◆ DIRECTIONS
The expected response consists solely of the lines from the line with "assert_eq!(rows.len(), 2);" through the last line of the material below, copied exactly.

◆ RECORDS FOR PROCESSING

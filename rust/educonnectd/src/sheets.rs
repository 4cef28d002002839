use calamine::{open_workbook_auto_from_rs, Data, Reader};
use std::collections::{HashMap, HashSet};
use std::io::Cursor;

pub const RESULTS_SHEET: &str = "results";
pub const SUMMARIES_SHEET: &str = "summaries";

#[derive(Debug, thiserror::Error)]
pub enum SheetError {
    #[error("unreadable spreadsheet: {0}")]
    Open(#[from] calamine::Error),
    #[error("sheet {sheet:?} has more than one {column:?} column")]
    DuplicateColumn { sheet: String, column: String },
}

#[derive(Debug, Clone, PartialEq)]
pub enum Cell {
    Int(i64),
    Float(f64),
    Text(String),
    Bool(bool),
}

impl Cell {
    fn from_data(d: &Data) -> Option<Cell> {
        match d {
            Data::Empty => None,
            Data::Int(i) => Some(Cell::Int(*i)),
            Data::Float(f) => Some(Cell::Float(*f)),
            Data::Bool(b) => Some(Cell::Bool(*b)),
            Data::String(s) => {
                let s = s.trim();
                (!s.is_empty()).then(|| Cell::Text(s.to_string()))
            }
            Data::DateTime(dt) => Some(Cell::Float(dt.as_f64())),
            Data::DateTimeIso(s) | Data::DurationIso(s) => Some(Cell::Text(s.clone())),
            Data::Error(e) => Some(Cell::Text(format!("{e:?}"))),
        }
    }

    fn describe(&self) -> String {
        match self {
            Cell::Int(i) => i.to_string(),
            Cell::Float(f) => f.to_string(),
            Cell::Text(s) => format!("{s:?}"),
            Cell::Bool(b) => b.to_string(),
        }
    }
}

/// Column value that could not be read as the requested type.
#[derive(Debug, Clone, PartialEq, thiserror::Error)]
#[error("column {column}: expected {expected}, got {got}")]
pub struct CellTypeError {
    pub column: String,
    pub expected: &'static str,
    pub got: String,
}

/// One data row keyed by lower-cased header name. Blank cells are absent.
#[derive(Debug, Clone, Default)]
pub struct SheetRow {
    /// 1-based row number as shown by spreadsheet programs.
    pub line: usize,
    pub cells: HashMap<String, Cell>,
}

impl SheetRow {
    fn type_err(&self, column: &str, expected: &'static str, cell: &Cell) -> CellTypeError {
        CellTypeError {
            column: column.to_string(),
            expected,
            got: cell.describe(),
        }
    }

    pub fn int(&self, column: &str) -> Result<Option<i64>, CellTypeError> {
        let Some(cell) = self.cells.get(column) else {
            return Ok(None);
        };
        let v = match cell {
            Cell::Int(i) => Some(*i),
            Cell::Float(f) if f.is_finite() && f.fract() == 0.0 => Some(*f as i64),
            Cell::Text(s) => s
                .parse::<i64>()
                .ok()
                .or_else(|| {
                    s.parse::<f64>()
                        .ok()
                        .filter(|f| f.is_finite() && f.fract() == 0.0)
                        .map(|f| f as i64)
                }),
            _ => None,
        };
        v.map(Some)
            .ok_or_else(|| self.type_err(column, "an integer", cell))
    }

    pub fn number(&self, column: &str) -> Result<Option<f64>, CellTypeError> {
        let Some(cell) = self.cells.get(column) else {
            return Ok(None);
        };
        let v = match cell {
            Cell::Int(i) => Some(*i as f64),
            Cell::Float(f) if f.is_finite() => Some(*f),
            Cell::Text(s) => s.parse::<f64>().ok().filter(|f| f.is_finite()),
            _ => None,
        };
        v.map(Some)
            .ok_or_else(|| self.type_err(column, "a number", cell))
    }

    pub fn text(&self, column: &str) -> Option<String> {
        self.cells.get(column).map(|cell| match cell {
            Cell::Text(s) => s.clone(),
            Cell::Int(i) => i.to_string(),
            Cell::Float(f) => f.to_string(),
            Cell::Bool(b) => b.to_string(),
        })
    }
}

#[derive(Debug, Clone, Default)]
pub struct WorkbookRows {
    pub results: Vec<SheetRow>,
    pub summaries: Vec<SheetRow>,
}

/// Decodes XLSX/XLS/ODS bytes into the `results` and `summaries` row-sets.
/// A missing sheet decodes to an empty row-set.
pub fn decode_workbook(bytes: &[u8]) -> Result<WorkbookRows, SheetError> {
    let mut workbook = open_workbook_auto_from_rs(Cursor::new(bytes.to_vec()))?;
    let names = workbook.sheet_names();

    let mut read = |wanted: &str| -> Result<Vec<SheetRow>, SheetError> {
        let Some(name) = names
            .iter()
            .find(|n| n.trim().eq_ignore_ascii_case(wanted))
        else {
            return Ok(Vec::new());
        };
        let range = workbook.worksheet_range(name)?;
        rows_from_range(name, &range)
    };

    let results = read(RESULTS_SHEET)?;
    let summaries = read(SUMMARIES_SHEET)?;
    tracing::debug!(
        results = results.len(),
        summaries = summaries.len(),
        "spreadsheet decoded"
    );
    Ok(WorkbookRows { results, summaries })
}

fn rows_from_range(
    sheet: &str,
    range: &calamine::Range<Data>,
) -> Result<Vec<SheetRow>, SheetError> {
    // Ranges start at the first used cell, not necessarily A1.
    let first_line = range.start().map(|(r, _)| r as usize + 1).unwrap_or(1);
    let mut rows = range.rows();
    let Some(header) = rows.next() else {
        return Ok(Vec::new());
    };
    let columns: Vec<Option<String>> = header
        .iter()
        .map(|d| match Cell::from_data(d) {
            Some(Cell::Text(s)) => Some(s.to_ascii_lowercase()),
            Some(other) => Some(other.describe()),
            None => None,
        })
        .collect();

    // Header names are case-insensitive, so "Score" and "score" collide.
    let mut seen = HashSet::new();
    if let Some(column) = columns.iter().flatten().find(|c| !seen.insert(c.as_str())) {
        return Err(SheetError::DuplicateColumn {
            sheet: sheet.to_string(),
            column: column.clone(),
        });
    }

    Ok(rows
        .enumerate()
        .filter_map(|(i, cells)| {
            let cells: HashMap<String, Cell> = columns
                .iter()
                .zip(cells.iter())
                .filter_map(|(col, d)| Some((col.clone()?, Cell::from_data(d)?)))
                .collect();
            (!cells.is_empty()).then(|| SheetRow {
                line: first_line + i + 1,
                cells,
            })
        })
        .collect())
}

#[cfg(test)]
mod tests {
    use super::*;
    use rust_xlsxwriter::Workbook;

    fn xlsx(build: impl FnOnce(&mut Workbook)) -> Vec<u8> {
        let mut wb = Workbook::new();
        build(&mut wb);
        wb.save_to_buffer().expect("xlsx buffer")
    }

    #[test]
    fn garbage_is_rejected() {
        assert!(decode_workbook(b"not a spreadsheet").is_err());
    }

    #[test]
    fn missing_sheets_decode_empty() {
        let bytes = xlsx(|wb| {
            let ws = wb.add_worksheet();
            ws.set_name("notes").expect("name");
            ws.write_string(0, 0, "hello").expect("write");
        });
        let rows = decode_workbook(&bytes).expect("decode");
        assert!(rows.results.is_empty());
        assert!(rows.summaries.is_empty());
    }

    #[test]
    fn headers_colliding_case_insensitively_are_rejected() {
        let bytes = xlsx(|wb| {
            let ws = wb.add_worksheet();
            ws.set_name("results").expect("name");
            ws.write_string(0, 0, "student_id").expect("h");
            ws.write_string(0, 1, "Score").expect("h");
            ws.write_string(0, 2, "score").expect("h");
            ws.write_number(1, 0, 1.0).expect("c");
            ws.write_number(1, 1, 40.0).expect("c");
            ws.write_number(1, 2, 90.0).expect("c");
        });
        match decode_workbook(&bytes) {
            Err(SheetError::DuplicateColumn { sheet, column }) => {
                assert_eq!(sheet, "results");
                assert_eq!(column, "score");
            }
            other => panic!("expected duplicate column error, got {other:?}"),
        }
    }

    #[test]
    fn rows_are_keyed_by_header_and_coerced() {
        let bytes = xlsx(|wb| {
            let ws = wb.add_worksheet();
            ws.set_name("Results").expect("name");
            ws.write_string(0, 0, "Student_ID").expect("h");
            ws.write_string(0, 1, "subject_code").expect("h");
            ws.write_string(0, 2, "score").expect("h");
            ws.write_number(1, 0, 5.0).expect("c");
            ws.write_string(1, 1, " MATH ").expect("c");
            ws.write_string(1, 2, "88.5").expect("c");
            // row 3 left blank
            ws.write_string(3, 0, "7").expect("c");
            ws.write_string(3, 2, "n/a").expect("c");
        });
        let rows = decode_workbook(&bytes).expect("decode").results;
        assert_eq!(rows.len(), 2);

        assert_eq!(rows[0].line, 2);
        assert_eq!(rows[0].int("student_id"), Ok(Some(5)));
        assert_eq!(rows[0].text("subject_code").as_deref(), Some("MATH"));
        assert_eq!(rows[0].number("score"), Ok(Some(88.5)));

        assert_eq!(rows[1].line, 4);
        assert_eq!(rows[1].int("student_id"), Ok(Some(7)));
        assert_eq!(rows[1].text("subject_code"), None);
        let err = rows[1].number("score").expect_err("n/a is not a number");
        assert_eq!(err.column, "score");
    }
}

◆ WORKED SOLUTION
        assert_eq!(rows.len(), 2);

        assert_eq!(rows[0].line, 2);
        assert_eq!(rows[0].int("student_id"), Ok(Some(5)));
        assert_eq!(rows[0].text("subject_code").as_deref(), Some("MATH"));
        assert_eq!(rows[0].number("score"), Ok(Some(88.5)));

        assert_eq!(rows[1].line, 4);
        assert_eq!(rows[1].int("student_id"), Ok(Some(7)));
        assert_eq!(rows[1].text("subject_code"), None);
        let err = rows[1].number("score").expect_err("n/a is not a number");
        assert_eq!(err.column, "score");
    }
}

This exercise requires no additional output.